Jeschajahu Ron erfasste das nicht. Seev Feinberg und Sonia spürten es nur vage. Doch Jotam Mandelbaum störte die Beklemmung im Haus nicht im Geringsten, denn er weinte ohnehin schon seit über zwei Stunden. Seine Kehle war ausgedörrt, und tief in seinem Herzen erwachte die dumpfe Angst, er würde ewig so weitermachen, würde weinen und weinen und weinen, denn ehrlich gesagt hatte er schon vergessen, wie man damit aufhörte. Er erinnerte sich nicht mehr an die Rosen, das rote Wunder, dessentwegen er am Morgen auf den Hof gelaufen war, auch nicht an deren dornige Untreue und den Kratzer, den sie seiner Hand verpasst hatten. Jetzt weinte er, weil Michael Nudelmann ihn von sich gestreckt hielt, und wegen seines Vaters, der nicht da war, und wegen seiner Mutter, die in anderer Hinsicht nicht da war, was er zwar merkte, sich aber noch nicht erklären konnte. Doch dann entdeckten seine Augen, durch die Tränen, etwas Neues, Wunderbares: Seev Feinbergs Schnauzer.

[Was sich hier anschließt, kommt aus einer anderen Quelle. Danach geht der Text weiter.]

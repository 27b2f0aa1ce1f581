use crate::error::{AuthError, Error, ValidationError};
use crate::log::AUTHENTICATION;
use crate::model::{Identity, NewUser, Role};
use crate::prometheus::{LOGINS_TOTAL, LOGIN_FAILURES_TOTAL, USERS_REGISTERED_TOTAL};
use crate::repository::Repository;
use metrics::counter;
use std::sync::Arc;
use tracing::{debug, info, warn};

/// bcrypt work factor for stored passwords
pub const DEFAULT_COST: u32 = 10;

///
/// A submitted registration, from the public form or the admin form.
///
#[derive(Clone, Debug)]
pub struct Registration {
    pub name: String,
    pub email: String,
    pub password: String,
    pub role: Role,
}

///
/// Password hashing and verification over the user table.
///
/// Hashing runs on the blocking thread pool.
///
#[derive(Clone)]
pub struct CredentialStore {
    repository: Arc<dyn Repository>,
    cost: u32,
}

impl CredentialStore {
    pub fn new(repository: Arc<dyn Repository>) -> Self {
        CredentialStore::with_cost(repository, DEFAULT_COST)
    }

    pub fn with_cost(repository: Arc<dyn Repository>, cost: u32) -> Self {
        CredentialStore { repository, cost }
    }

    pub async fn hash(&self, plaintext: &str) -> Result<String, Error> {
        let plaintext = plaintext.to_owned();
        let cost = self.cost;
        let hash = tokio::task::spawn_blocking(move || bcrypt::hash(plaintext, cost)).await??;
        Ok(hash)
    }

    ///
    /// False on mismatch and on a stored hash bcrypt cannot parse.
    ///
    pub async fn verify(&self, plaintext: &str, stored_hash: &str) -> bool {
        let plaintext = plaintext.to_owned();
        let stored_hash = stored_hash.to_owned();

        match tokio::task::spawn_blocking(move || bcrypt::verify(plaintext, &stored_hash)).await {
            Ok(Ok(valid)) => valid,
            Ok(Err(err)) => {
                warn!(target: AUTHENTICATION, msg = "Stored password hash is invalid", error = err.to_string());
                false
            }
            Err(_) => false,
        }
    }

    ///
    /// Hashes the password and inserts the user.
    ///
    /// The email is checked with a read before the insert. Two concurrent registrations can both
    /// pass the check, the unique index on `usuarios.email` rejects the second insert.
    ///
    pub async fn register(&self, registration: &Registration) -> Result<i64, Error> {
        let email = registration.email.trim();

        if email.is_empty() {
            return Err(ValidationError::MissingField { name: "email" }.into());
        }
        if registration.password.is_empty() {
            return Err(ValidationError::MissingField { name: "password" }.into());
        }

        if self.repository.find_user_by_email(email).await?.is_some() {
            debug!(target: AUTHENTICATION, msg = "Email already registered", email);
            return Err(AuthError::DuplicateEmail {
                email: email.to_string(),
            }
            .into());
        }

        let password_hash = self.hash(&registration.password).await?;

        let user = NewUser {
            name: registration.name.trim().to_string(),
            email: email.to_string(),
            password_hash,
            role: registration.role.clone(),
        };

        let id = self.repository.insert_user(&user).await?;
        counter!(USERS_REGISTERED_TOTAL).increment(1);

        info!(target: AUTHENTICATION, msg = "User registered", id, role = %user.role);
        Ok(id)
    }

    ///
    /// Self-service registration from the public form.
    ///
    /// The administrator role is only granted while no user exists, so the first account can
    /// administer the clinic. Later administrators are created from the user management pages.
    ///
    pub async fn register_public(&self, registration: &Registration) -> Result<i64, Error> {
        if registration.role.is_admin() && !self.repository.list_users().await?.is_empty() {
            warn!(
                target: AUTHENTICATION,
                msg = "Public administrator registration refused",
                email = registration.email.trim()
            );
            return Err(AuthError::AdminRegistrationClosed.into());
        }
        self.register(registration).await
    }

    ///
    /// Returns the identity to store in the session.
    ///
    pub async fn authenticate(&self, email: &str, password: &str) -> Result<Identity, Error> {
        let email = email.trim();

        let Some(user) = self.repository.find_user_by_email(email).await? else {
            counter!(LOGIN_FAILURES_TOTAL).increment(1);
            debug!(target: AUTHENTICATION, msg = "Unknown user", email);
            return Err(AuthError::UnknownUser.into());
        };

        if !self.verify(password, &user.password_hash).await {
            counter!(LOGIN_FAILURES_TOTAL).increment(1);
            debug!(target: AUTHENTICATION, msg = "Incorrect password", id = user.id);
            return Err(AuthError::WrongPassword.into());
        }

        counter!(LOGINS_TOTAL).increment(1);
        info!(target: AUTHENTICATION, msg = "User logged in", id = user.id, role = %user.role);
        Ok(user.identity())
    }
}

#[cfg(test)]
mod tests {
    use super::*;
    use crate::model::UserUpdate;
    use crate::repository::MemoryRepository;

    // Lowest cost bcrypt accepts
    const TEST_COST: u32 = 4;

    fn store() -> (Arc<MemoryRepository>, CredentialStore) {
        let repository = Arc::new(MemoryRepository::new());
        let store = CredentialStore::with_cost(repository.clone(), TEST_COST);
        (repository, store)
    }

    fn registration(email: &str, role: Role) -> Registration {
        Registration {
            name: "Dra. Ruiz".to_string(),
            email: email.to_string(),
            password: "s3cret".to_string(),
            role,
        }
    }

    #[tokio::test]
    async fn verify_never_errors() {
        let (_, store) = store();
        let hash = store.hash("s3cret").await.unwrap();

        assert!(store.verify("s3cret", &hash).await);
        assert!(!store.verify("wrong", &hash).await);
        assert!(!store.verify("s3cret", "not a bcrypt hash").await);
    }

    #[tokio::test]
    async fn duplicate_email_is_rejected_without_insert() {
        let (repository, store) = store();
        store
            .register(&registration("ruiz@clinic.co", Role::Medico))
            .await
            .unwrap();

        let err = store
            .register(&registration("ruiz@clinic.co", Role::Admin))
            .await
            .unwrap_err();

        assert!(matches!(
            err,
            Error::Auth(AuthError::DuplicateEmail { ref email }) if email == "ruiz@clinic.co"
        ));
        assert_eq!(repository.list_users().await.unwrap().len(), 1);
    }

    #[tokio::test]
    async fn public_admin_registration_is_only_open_while_empty() {
        let (repository, store) = store();

        store
            .register_public(&registration("root@clinic.co", Role::Admin))
            .await
            .unwrap();

        let err = store
            .register_public(&registration("intruder@clinic.co", Role::Admin))
            .await
            .unwrap_err();
        assert!(matches!(err, Error::Auth(AuthError::AdminRegistrationClosed)));

        store
            .register_public(&registration("ruiz@clinic.co", Role::Medico))
            .await
            .unwrap();
        store
            .register(&registration("second@clinic.co", Role::Admin))
            .await
            .unwrap();
        assert_eq!(repository.list_users().await.unwrap().len(), 3);
    }

    #[tokio::test]
    async fn password_is_stored_hashed() {
        let (repository, store) = store();
        let id = store
            .register(&registration("ruiz@clinic.co", Role::Medico))
            .await
            .unwrap();

        let user = repository.find_user(id).await.unwrap().unwrap();
        assert_ne!(user.password_hash, "s3cret");
        assert!(user.password_hash.starts_with("$2"));
    }

    #[tokio::test]
    async fn authenticate_distinguishes_failures() {
        let (_, store) = store();
        store
            .register(&registration("ruiz@clinic.co", Role::Medico))
            .await
            .unwrap();

        let err = store
            .authenticate("nobody@clinic.co", "s3cret")
            .await
            .unwrap_err();
        assert!(matches!(err, Error::Auth(AuthError::UnknownUser)));

        let err = store
            .authenticate("ruiz@clinic.co", "wrong")
            .await
            .unwrap_err();
        assert!(matches!(err, Error::Auth(AuthError::WrongPassword)));
    }

    #[tokio::test]
    async fn identity_is_a_snapshot_of_the_row() {
        let (repository, store) = store();
        let id = store
            .register(&registration("ruiz@clinic.co", Role::Medico))
            .await
            .unwrap();

        let identity = store.authenticate("ruiz@clinic.co", "s3cret").await.unwrap();

        let update = UserUpdate {
            name: "Otra".to_string(),
            email: "ruiz@clinic.co".to_string(),
            role: Role::Admin,
        };
        repository.update_user(id, &update).await.unwrap();

        assert_eq!(identity.id, id);
        assert_eq!(identity.name, "Dra. Ruiz");
        assert_eq!(identity.role, Role::Medico);
    }

    #[tokio::test]
    async fn blank_email_is_a_validation_error() {
        let (_, store) = store();
        let err = store
            .register(&registration("  ", Role::Admin))
            .await
            .unwrap_err();
        assert!(matches!(
            err,
            Error::Validation(ValidationError::MissingField { name: "email" })
        ));
    }
}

Als Seev Feinberg herantrat, um sich das Kind anzusehen, stand sein prachtvoller Schnauzer genau über Jotams Gesicht. Und obwohl der Schnauzer recht mitgenommen, ja abgeschlafft aussah, erreichte er doch, was alle anderen nicht geschafft hatten – Jotam Mandelbaums Weinen abzustellen. Das Kind ließ das Weinen sausen, wie es ein eisern festgehaltenes Spielzeug losließ, sobald es ein anderes entdeckte. Das Gewirr schwarzer Haare, das sich über ihm kringelte, war interessant und einladend. Sogleich griff das Kind nach Seev Feinbergs Schnauzer und zerrte fest daran.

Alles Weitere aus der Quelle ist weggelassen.